Dass Riesenpandas bei Menschen so beliebt sind, liegt vor allem am Kindchenschema: runde Öhrchen, nahe zusammenstehende Kulleraugen, Stupsnase und ein Mäulchen, das zu lächeln scheint. Wenn Pandas dann noch die schwarzen Hintertatzen entspannt von sich strecken und an einem Stück Bambus kauen, ist ihr Niedlichkeitsfaktor perfekt.

Meng Meng, gesprochen Möng Möng, zu deutsch Träumchen. Von ihren Manieren her ist die Pandadame, geboren am 10. Juli 2013 in der chinesischen Zuchtstation in Chengdu, jetzt schon ein Traum: Mit 77 Kilo ist sie für eine ausgewachsene Bärin zierlich, dazu sanftmütig, verspielt und neugierig.

Auf jeden Fall ist Meng Meng mit ihrer fernöstlichen Höflichkeit geeignet für das diplomatische Parkett Berlins . Und wahrscheinlich auch als künftiger Publikumsliebling. Denn Träumchen ist noch sehr verspielt. «Die wird der Kasper auf der Anlage», prophezeit ihr Pfleger Christian Toll .

Bisher vergnügt sich Lady Panda zum Eingewöhnen im Innengehege.

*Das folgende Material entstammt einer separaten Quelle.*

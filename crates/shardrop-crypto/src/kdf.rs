//! Key derivation: PBKDF2-HMAC-SHA256 password + salt → shard key

use pbkdf2::pbkdf2_hmac;
use rand::RngCore;
use secrecy::{ExposeSecret, SecretString};
use serde::{Deserialize, Serialize};
use sha2::Sha256;
use zeroize::Zeroize;

use crate::error::CryptoError;
use crate::{KEY_SIZE, SALT_SIZE};

/// A 256-bit shard encryption key derived from the sharing password.
///
/// Never persisted; re-derived from `(password, key_salt)` on retrieval.
/// Zeroized on drop to prevent secrets lingering in memory.
#[derive(Clone)]
pub struct ShardKey {
    bytes: [u8; KEY_SIZE],
}

impl ShardKey {
    pub fn from_bytes(bytes: [u8; KEY_SIZE]) -> Self {
        Self { bytes }
    }

    pub fn as_bytes(&self) -> &[u8; KEY_SIZE] {
        &self.bytes
    }
}

impl Drop for ShardKey {
    fn drop(&mut self) {
        self.bytes.zeroize();
    }
}

impl std::fmt::Debug for ShardKey {
    fn fmt(&self, f: &mut std::fmt::Formatter<'_>) -> std::fmt::Result {
        f.debug_struct("ShardKey")
            .field("bytes", &"[REDACTED]")
            .finish()
    }
}

/// PBKDF2 parameters. Recorded in every manifest so the recipient derives
/// with exactly what the uploader used.
#[derive(Debug, Clone, Copy, PartialEq, Eq, Serialize, Deserialize)]
pub struct KdfParams {
    /// HMAC-SHA256 rounds (default: 100 000)
    pub iterations: u32,
}

impl Default for KdfParams {
    fn default() -> Self {
        Self {
            iterations: 100_000,
        }
    }
}

/// Derive a 256-bit shard key from a password and salt using PBKDF2-HMAC-SHA256.
///
/// Pure function of its inputs: the same `(password, salt, params)` yields the
/// same key on any machine.
pub fn derive_shard_key(
    password: &SecretString,
    salt: &[u8; SALT_SIZE],
    params: &KdfParams,
) -> Result<ShardKey, CryptoError> {
    if params.iterations == 0 {
        return Err(CryptoError::Kdf("iteration count must be non-zero".into()));
    }

    let mut key = [0u8; KEY_SIZE];
    pbkdf2_hmac::<Sha256>(
        password.expose_secret().as_bytes(),
        salt,
        params.iterations,
        &mut key,
    );

    Ok(ShardKey::from_bytes(key))
}

/// Fresh random salt for a new upload.
pub fn generate_salt() -> [u8; SALT_SIZE] {
    let mut salt = [0u8; SALT_SIZE];
    rand::thread_rng().fill_bytes(&mut salt);
    salt
}

pub fn salt_to_hex(salt: &[u8; SALT_SIZE]) -> String {
    hex::encode(salt)
}

pub fn salt_from_hex(s: &str) -> Result<[u8; SALT_SIZE], CryptoError> {
    let bytes = hex::decode(s).map_err(|e| CryptoError::Encoding(format!("key salt: {e}")))?;
    bytes.try_into().map_err(|b: Vec<u8>| {
        CryptoError::Encoding(format!(
            "key salt must be {SALT_SIZE} bytes, got {}",
            b.len()
        ))
    })
}

#[cfg(test)]
mod tests {
    use super::*;

    // Use fast params for testing
    const FAST: KdfParams = KdfParams { iterations: 1000 };

    #[test]
    fn test_kdf_deterministic() {
        let password = SecretString::from("correcthorse");
        let salt = [1u8; SALT_SIZE];

        let key1 = derive_shard_key(&password, &salt, &FAST).unwrap();
        let key2 = derive_shard_key(&password, &salt, &FAST).unwrap();

        assert_eq!(key1.as_bytes(), key2.as_bytes(), "KDF must be deterministic");
    }

    #[test]
    fn test_kdf_different_passwords() {
        let salt = [1u8; SALT_SIZE];

        let key1 = derive_shard_key(&SecretString::from("password-a"), &salt, &FAST).unwrap();
        let key2 = derive_shard_key(&SecretString::from("password-b"), &salt, &FAST).unwrap();

        assert_ne!(key1.as_bytes(), key2.as_bytes());
    }

    #[test]
    fn test_kdf_different_salts() {
        let password = SecretString::from("same-password");

        let key1 = derive_shard_key(&password, &[1u8; SALT_SIZE], &FAST).unwrap();
        let key2 = derive_shard_key(&password, &[2u8; SALT_SIZE], &FAST).unwrap();

        assert_ne!(key1.as_bytes(), key2.as_bytes());
    }

    #[test]
    fn test_kdf_iterations_matter() {
        let password = SecretString::from("same-password");
        let salt = [7u8; SALT_SIZE];

        let key1 = derive_shard_key(&password, &salt, &KdfParams { iterations: 1000 }).unwrap();
        let key2 = derive_shard_key(&password, &salt, &KdfParams { iterations: 1001 }).unwrap();

        assert_ne!(key1.as_bytes(), key2.as_bytes());
    }

    #[test]
    fn test_kdf_zero_iterations_rejected() {
        let result = derive_shard_key(
            &SecretString::from("pw"),
            &[0u8; SALT_SIZE],
            &KdfParams { iterations: 0 },
        );
        assert!(matches!(result, Err(CryptoError::Kdf(_))));
    }

    #[test]
    fn test_salt_hex_roundtrip() {
        let salt = generate_salt();
        let hex = salt_to_hex(&salt);
        assert_eq!(hex.len(), SALT_SIZE * 2);
        assert_eq!(salt_from_hex(&hex).unwrap(), salt);
    }

    #[test]
    fn test_salt_hex_rejects_wrong_length() {
        assert!(salt_from_hex("abcd").is_err());
        assert!(salt_from_hex("zz").is_err());
    }

    #[test]
    fn test_debug_is_redacted() {
        let key = ShardKey::from_bytes([0x42; KEY_SIZE]);
        let dbg = format!("{key:?}");
        assert!(dbg.contains("REDACTED"));
        assert!(!dbg.contains("66"));
    }
}
//! Storage reachability probe used by `shardrop status` and the daemon's `/readyz`

use anyhow::Result;
use opendal::Operator;

/// Listing the root is the cheapest call every backend supports.
pub async fn check_health(op: &Operator) -> Result<()> {
    let info = op.info();
    op.list("/").await.map(|_| ()).map_err(|e| {
        anyhow::anyhow!(
            "{} storage (root '{}') is unreachable: {e}",
            info.scheme(),
            info.root()
        )
    })
}

pub async fn is_healthy(op: &Operator) -> bool {
    match check_health(op).await {
        Ok(()) => true,
        Err(e) => {
            tracing::debug!(error = %e, "storage not ready");
            false
        }
    }
}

Neuem ist sie dabei sehr aufgeschlossen. Den gewohnten Bambus aus China lässt sie links liegen, seit auch europäischer Bambus auf der Speisekarte steht. Ein Panda mampft davon locker 40 Kilo am Tag.

Jiao Qing, gesprochen Jiao Tsching, zu deutsch Schätzchen, ist auf jeden Fall ein Bär, der zu Berlin passt. Außer Bambus nimmt der schwarz-weiße 108-Kilo-Koloss kein Blatt vor den Mund.

Schon bei seiner Ankunft am Berliner Flughafen knurrte er souverän Politiker an, die sich ihm in bester Begrüßungsabsicht näherten, den chinesischen Botschafter eingeschlossen.

Geboren am 15. Juli 2010 in Chengdu, geht das Pandamännchen artgerecht in seiner Rolle auf: Chef im Ring. Sollte die nächste Bambusmahlzeit im Zoo zu lange auf sich warten lassen, tut Jiao Qing seinen Unmut lautstark kund. «Der hat sich super eingelebt», sagt sein Pfleger Toll. «Er ist im Herzen auf jeden Fall Berliner.»